Assuming whoever is reading this, I will touch upon a few scenes that stand out to me in this film. In the opening scene, Hans Landa, a German SS officer, is in the home of a French family. Landa is a pleasant, well mannered person. However the entire scene, the viewer knows there is something awful that is going to happen. Tarantino uses dialogue to build suspense, and a lot of it. The scene seems to last over 20 minutes and it’s just two men talking. All of Landa’s subtle hints that he knows the family is hiding a family of Jews are present in the dialogue and must be picked up on by the viewer. For instance, he asks for milk over a drink because “after all this is a dairy farm” this alerts the viewer that Landa is suspicious of this family. His pleasant demeanor is sinister and evil. And through his conversation alone, he is able to exploit the Frenchman’s anxiety to figure out where the Jews are hiding.

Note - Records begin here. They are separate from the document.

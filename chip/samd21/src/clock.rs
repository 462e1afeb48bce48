//! Clock tree bring-up.
//!
//! Takes the chip from its reset clocking (OSC8M / 8 = 1 MHz) to a
//! 48 MHz core clock from the DFLL48M locked to the 32.768 kHz crystal:
//!
//! ```text
//! XOSC32K ─► GCLK1 ─► DFLL48M ref ─► DFLL48M (closed loop) ─► GCLK0 ─► CPU/APB
//! OSC8M ───► GCLK3 (undivided, auxiliary)
//! ```
//!
//! Every step depends on the one before it, and every dependency is a
//! hardware flag polled through the [`Barrier`]. A source may only feed
//! another node after its ready or lock flag was observed set.

use arch_armv6m::systick::{self, LOWEST_PRIORITY, Reload, SystemHandler};
use bootcore::num::{fits, round_div};
use bootcore::{Barrier, Error, Register, Registers, Result};

use crate::regs::*;

/// Main clock generator (CPU and bus clocks).
pub const GCLK_MAIN: u8 = 0;
/// Generator driven by the 32 kHz crystal.
pub const GCLK_XOSC32K: u8 = 1;
/// Generator driven by OSC8M.
pub const GCLK_OSC8M: u8 = 3;

/// Board clock parameters.
#[derive(Debug, Clone, Copy, PartialEq, Eq)]
pub struct ClockConfig {
    /// Target core clock.
    pub cpu_hz: u32,
    /// External crystal frequency, the DFLL reference.
    pub crystal_hz: u32,
    /// XOSC32K.STARTUP selector.
    pub crystal_startup: u8,
    /// NVMCTRL.CTRLB.RWS value safe at `cpu_hz`.
    pub flash_wait_states: u8,
    /// SysTick rate.
    pub tick_hz: u32,
}

impl ClockConfig {
    /// Adafruit Feather M0: 48 MHz from a 32.768 kHz crystal, 1 ms tick.
    pub const FEATHER_M0: ClockConfig = ClockConfig {
        cpu_hz: 48_000_000,
        crystal_hz: 32_768,
        crystal_startup: 6,
        flash_wait_states: rws::HALF,
        tick_hz: 1_000,
    };

    /// DFLL48M multiplication factor, rounded to nearest.
    pub const fn dfll_multiplier(&self) -> Result<u32> {
        if self.crystal_hz == 0 || self.cpu_hz == 0 {
            return Err(Error::ZeroFrequency);
        }
        let factor = round_div(self.cpu_hz, self.crystal_hz);
        if factor == 0 || !fits(factor, dfllmul::MUL_BITS) {
            return Err(Error::MultiplierOutOfRange);
        }
        Ok(factor)
    }

    /// Check everything the clock tree programs before the tick timer.
    ///
    /// The tick reload is deliberately not checked here: an unusable
    /// tick rate is caught (and parks) when the timer is programmed.
    pub const fn validate(&self) -> Result<()> {
        if self.tick_hz == 0 {
            return Err(Error::ZeroFrequency);
        }
        if !fits(self.crystal_startup as u32, 3) || !fits(self.flash_wait_states as u32, 4) {
            return Err(Error::FieldOutOfRange);
        }
        match self.dfll_multiplier() {
            Ok(_) => Ok(()),
            Err(e) => Err(e),
        }
    }

    /// SysTick reload for `tick_hz` at `cpu_hz`.
    pub const fn systick_reload(&self) -> Result<Reload> {
        Reload::for_rate(self.cpu_hz, self.tick_hz)
    }
}

const _: () = assert!(ClockConfig::FEATHER_M0.validate().is_ok());

/// Bring-up steps, in the order they run.
#[derive(Debug, Clone, Copy, PartialEq, Eq)]
pub enum Step {
    FlashWaitStates,
    GclkBusClock,
    Crystal,
    GclkReset,
    CrystalGenerator,
    DfllReference,
    DfllLock,
    MainClock,
    AuxOscillator,
    BusDividers,
    NvmManualWrite,
    TickTimer,
    TickPriority,
}

/// One-shot clock tree configurator.
pub struct ClockTree<'a, R: Registers + ?Sized, B: Barrier> {
    regs: &'a mut R,
    barrier: &'a mut B,
    config: ClockConfig,
}

impl<'a, R: Registers + ?Sized, B: Barrier> ClockTree<'a, R, B> {
    pub fn new(regs: &'a mut R, barrier: &'a mut B, config: ClockConfig) -> Self {
        Self { regs, barrier, config }
    }

    /// Run the whole bring-up. Parks on an unusable configuration.
    pub fn configure(mut self) {
        let multiplier = match self.config.validate().and(self.config.dfll_multiplier()) {
            Ok(m) => m,
            Err(e) => {
                log::error!("clock: {}", e);
                self.barrier.park()
            }
        };

        self.step(Step::FlashWaitStates);
        let wait_states = rws::value(self.config.flash_wait_states);
        self.regs.modify(NVMCTRL_CTRLB, |v| (v & !rws::MASK) | wait_states);

        self.step(Step::GclkBusClock);
        self.regs.set_bits(PM_APBAMASK, ApbAMask::GCLK.bits());

        self.step(Step::Crystal);
        self.regs.write(
            SYSCTRL_XOSC32K,
            xosc32k_startup::value(self.config.crystal_startup)
                | (Xosc32k::XTALEN | Xosc32k::EN32K).bits(),
        );
        self.regs.set_bits(SYSCTRL_XOSC32K, Xosc32k::ENABLE.bits());
        self.wait_pclksr(Pclksr::XOSC32KRDY);

        self.step(Step::GclkReset);
        self.regs.write(GCLK_CTRL, GclkCtrl::SWRST.bits());
        self.barrier.until(&mut *self.regs, |r| {
            r.bits_clear(GCLK_CTRL, GclkCtrl::SWRST.bits())
                && r.bits_clear(GCLK_STATUS, GclkStatus::SYNCBUSY.bits())
        });

        self.step(Step::CrystalGenerator);
        self.generator(GCLK_XOSC32K, GenSource::Xosc32k, Genctrl::GENEN);

        self.step(Step::DfllReference);
        self.gclk_write(
            GCLK_CLKCTRL,
            clkctrl::id(clkctrl::ID_DFLL48M_REF)
                | clkctrl::generator(GCLK_XOSC32K)
                | Clkctrl::CLKEN.bits(),
        );

        self.step(Step::DfllLock);
        self.lock_dfll(multiplier);

        self.step(Step::MainClock);
        self.generator(GCLK_MAIN, GenSource::Dfll48m, Genctrl::IDC | Genctrl::GENEN);

        self.step(Step::AuxOscillator);
        self.regs.clear_bits(SYSCTRL_OSC8M, osc8m_presc::MASK | Osc8m::ONDEMAND.bits());
        self.generator(GCLK_OSC8M, GenSource::Osc8m, Genctrl::GENEN);

        self.step(Step::BusDividers);
        self.regs.write(PM_CPUSEL, PM_DIV1);
        self.regs.write(PM_APBASEL, PM_DIV1);
        self.regs.write(PM_APBBSEL, PM_DIV1);
        self.regs.write(PM_APBCSEL, PM_DIV1);

        self.step(Step::NvmManualWrite);
        self.regs.set_bits(NVMCTRL_CTRLB, NvmCtrlB::MANW.bits());

        self.step(Step::TickTimer);
        match self.config.systick_reload() {
            Ok(reload) => systick::start(&mut *self.regs, reload),
            Err(e) => {
                log::error!("clock: tick timer: {}", e);
                self.barrier.park()
            }
        }

        self.step(Step::TickPriority);
        systick::set_priority(&mut *self.regs, SystemHandler::SysTick, LOWEST_PRIORITY - 1);
    }

    fn step(&self, step: Step) {
        log::trace!("clock: {:?}", step);
    }

    /// DFLL48M: open loop first, then closed loop against the GCLK1
    /// reference. Every DFLL register write must see DFLLRDY before the
    /// next one.
    fn lock_dfll(&mut self, multiplier: u32) {
        // A lone ENABLE write clears ONDEMAND; with ONDEMAND set the DFLL
        // registers are not accessible and DFLLRDY never asserts.
        self.regs.write(SYSCTRL_DFLLCTRL, Dfllctrl::ENABLE.bits());
        self.wait_pclksr(Pclksr::DFLLRDY);

        self.regs.write(
            SYSCTRL_DFLLMUL,
            dfllmul::cstep(dfllmul::CSTEP_HALF)
                | dfllmul::fstep(dfllmul::FSTEP_HALF)
                | dfllmul::mul(multiplier),
        );
        self.wait_pclksr(Pclksr::DFLLRDY);

        self.regs.set_bits(
            SYSCTRL_DFLLCTRL,
            (Dfllctrl::MODE | Dfllctrl::WAITLOCK | Dfllctrl::QLDIS).bits(),
        );
        self.wait_pclksr(Pclksr::DFLLRDY);

        self.regs.set_bits(SYSCTRL_DFLLCTRL, Dfllctrl::ENABLE.bits());
        self.wait_pclksr(Pclksr::DFLLLCKC);
        self.wait_pclksr(Pclksr::DFLLLCKF);
        self.wait_pclksr(Pclksr::DFLLRDY);
    }

    /// Program an undivided generator. Its source must already be ready.
    fn generator(&mut self, id: u8, source: GenSource, flags: Genctrl) {
        self.gclk_write(GCLK_GENDIV, gendiv::id(id) | gendiv::div(0));
        self.gclk_write(GCLK_GENCTRL, genctrl::id(id) | genctrl::source(source) | flags.bits());
    }

    /// GCLK writes cross a clock domain; each one is followed by a wait
    /// for SYNCBUSY to clear.
    fn gclk_write(&mut self, reg: Register, value: u32) {
        self.regs.write(reg, value);
        self.barrier
            .until(&mut *self.regs, |r| r.bits_clear(GCLK_STATUS, GclkStatus::SYNCBUSY.bits()));
    }

    fn wait_pclksr(&mut self, flag: Pclksr) {
        self.barrier
            .until(&mut *self.regs, |r| r.bits_set(SYSCTRL_PCLKSR, flag.bits()));
    }
}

Another suspense moment Tarantino builds is when he is speaking to Shosanna. Something as subtle as ordering a pastry and ensuring that we wait for the cream to be put on top has us sitting on the edge of our seats as viewers. This conversation eventually leads NOWHERE and it takes up a chunk of the movie, yet we find ourselves filled with anxiety and suspense as to what is going to happen between these two who were “acquainted”. The conversation ends with Landa sinisterly saying he has another question, but it slipped his mind. One may find themselves watching the rest of the film waiting for that plot point to be revealed, only to find it never is. It was a conversation between an SS officer and a Jewish woman hiding in plain sight. Although this is a fictional piece, this scene highlights the tense anxiety felt by all those who experienced German occupied territories in WWII.
Tarantino does a masterful job at pulling the viewer into his worlds. He somehow inserts some sort of charm in his psychopathic ragtag group of Nazi hunters as well. The conclusion of the film finds two of the “basterds” engaging in a massacre of hundreds of men and women associated with the Nazi party. Somehow he adds humor to this in a way I can’t even explain as the Jewish men take revenge on those who are trying to exterminate their race. To explain a Tarantino movie is one of the hardest things one can do, you have to witness firsthand what he does to have an opinion on it, which in my opinion is what makes him so great.